PROBLEM TO WORK ON: Read each line of the material and note whether it contains "struct". Give the number of such lines and nothing else.

- Opening Delimiter -

//! Completeness checks for fetched documents.

use crate::error::{ImportError, ImportResult};
use crate::republish::{RepublishCoordinator, RepublishSummary};
use crate::source::RemoteCdfSource;
use cdfsync_protocol::{CdfDocument, EntityDescriptor, EntityUuid};
use std::collections::{BTreeMap, BTreeSet};
use tracing::warn;

/// Classification of a fetched batch against what was requested.
#[derive(Debug, Clone, Default, PartialEq, Eq)]
pub struct ValidationReport {
    /// Requested uuids with no CDF at all.
    pub missing_from_hub: BTreeSet<EntityUuid>,
    /// Present entities that depend on a missing uuid, grouped by origin.
    pub missing_dependency: BTreeMap<EntityUuid, Vec<EntityDescriptor>>,
}

impl ValidationReport {
    /// Returns true if every requested uuid is present.
    pub fn is_complete(&self) -> bool {
        self.missing_from_hub.is_empty()
    }

    /// Returns the number of entities flagged for republish.
    pub fn flagged_count(&self) -> usize {
        self.missing_dependency.values().map(Vec::len).sum()
    }

    /// Classifies `document` against `requested`.
    pub fn classify(document: &CdfDocument, requested: &BTreeSet<EntityUuid>) -> Self {
        let missing_from_hub: BTreeSet<EntityUuid> = requested
            .iter()
            .filter(|uuid| !document.contains(uuid))
            .copied()
            .collect();

        let mut missing_dependency: BTreeMap<EntityUuid, Vec<EntityDescriptor>> = BTreeMap::new();
        if !missing_from_hub.is_empty() {
            for uuid in requested {
                let Some(cdf) = document.get(uuid) else {
                    continue;
                };
                if cdf
                    .dependency_uuids()
                    .any(|dep| missing_from_hub.contains(dep))
                {
                    missing_dependency
                        .entry(cdf.origin)
                        .or_default()
                        .push(EntityDescriptor::from_cdf(cdf));
                }
            }
        }

        Self {
            missing_from_hub,
            missing_dependency,
        }
    }
}

/// Verifies fetched batches and triggers republish on failure.
pub struct DocumentValidator<'a, S: RemoteCdfSource + ?Sized> {
    republish: RepublishCoordinator<'a, S>,
}

impl<'a, S: RemoteCdfSource + ?Sized> DocumentValidator<'a, S> {
    /// Creates a validator that republishes as site `initiator`.
    pub fn new(source: &'a S, initiator: EntityUuid) -> Self {
        Self {
            republish: RepublishCoordinator::new(source, initiator),
        }
    }

    /// Validates `document` against `requested`.
    ///
    /// When uuids are missing, entities depending on them are republished
    /// per origin before the failure is returned.
    ///
    /// # Errors
    ///
    /// Returns [`ImportError::IncompleteClosure`] naming the missing uuids.
    pub fn validate(
        &self,
        document: &CdfDocument,
        requested: &BTreeSet<EntityUuid>,
    ) -> ImportResult<ValidationReport> {
        let report = ValidationReport::classify(document, requested);
        if report.is_complete() {
            return Ok(report);
        }

        let summary = if report.missing_dependency.is_empty() {
            RepublishSummary::default()
        } else {
            self.republish.request_republish(&report.missing_dependency)
        };

        let message = format!(
            "{} entities missing from hub, {} dependent entities flagged, republish sent to {} of {} origins",
            report.missing_from_hub.len(),
            report.flagged_count(),
            summary.sent.len(),
            report.missing_dependency.len(),
        );
        warn!(
            missing = ?report.missing_from_hub,
            flagged = report.flagged_count(),
            "Document incomplete"
        );

        Err(ImportError::IncompleteClosure {
            missing_uuids: report.missing_from_hub,
            message,
        })
    }
}

#[cfg(test)]
mod tests {
    use super::*;
    use crate::source::MockRemoteSource;
    use cdfsync_protocol::{Cdf, CdfType, ContentHash};

    fn uuid(n: u8) -> EntityUuid {
        EntityUuid::from_bytes([n; 16])
    }

    fn cdf(n: u8, origin: u8, deps: &[u8]) -> Cdf {
        let mut cdf = Cdf::new(uuid(n), CdfType::ContentEntity, uuid(origin));
        for d in deps {
            cdf = cdf.with_dependency(uuid(*d), ContentHash::new("h")).unwrap();
        }
        cdf
    }

    #[test]
    fn complete_document_passes() {
        let source = MockRemoteSource::new();
        let doc = CdfDocument::from_entities([cdf(1, 200, &[]), cdf(2, 200, &[1])]);
        let report = DocumentValidator::new(&source, uuid(5))
            .validate(&doc, &BTreeSet::from([uuid(1), uuid(2)]))
            .unwrap();
        assert!(report.is_complete());
        assert!(source.republished().is_empty());
    }

    #[test]
    fn classify_groups_owners_by_origin() {
        let doc = CdfDocument::from_entities([
            cdf(1, 201, &[9]),
            cdf(2, 202, &[9]),
            cdf(3, 201, &[8]),
            cdf(4, 201, &[]),
        ]);
        let requested = BTreeSet::from([uuid(1), uuid(2), uuid(3), uuid(4), uuid(8), uuid(9)]);

        let report = ValidationReport::classify(&doc, &requested);
        assert_eq!(report.missing_from_hub, BTreeSet::from([uuid(8), uuid(9)]));
        assert_eq!(report.missing_dependency[&uuid(201)].len(), 2);
        assert_eq!(report.missing_dependency[&uuid(202)].len(), 1);
        assert_eq!(report.flagged_count(), 3);
    }

    #[test]
    fn failure_republishes_then_errors() {
        let source = MockRemoteSource::new();
        source.register_webhook(uuid(201), "https://a.example/webhook");
        let doc = CdfDocument::from_entities([cdf(1, 201, &[9])]);

        let err = DocumentValidator::new(&source, uuid(5))
            .validate(&doc, &BTreeSet::from([uuid(1), uuid(9)]))
            .unwrap_err();

        match err {
            ImportError::IncompleteClosure { missing_uuids, .. } => {
                assert_eq!(missing_uuids, BTreeSet::from([uuid(9)]));
            }
            other => panic!("unexpected {other:?}"),
        }
        assert_eq!(source.republished().len(), 1);
    }

    #[test]
    fn missing_seed_without_dependents_skips_republish() {
        let source = MockRemoteSource::new();
        let err = DocumentValidator::new(&source, uuid(5))
            .validate(&CdfDocument::new(), &BTreeSet::from([uuid(1)]))
            .unwrap_err();
        assert!(matches!(err, ImportError::IncompleteClosure { .. }));
        assert!(source.republished().is_empty());
    }
}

- Closing Delimiter -

SOLUTION TO THIS EXERCISE: 2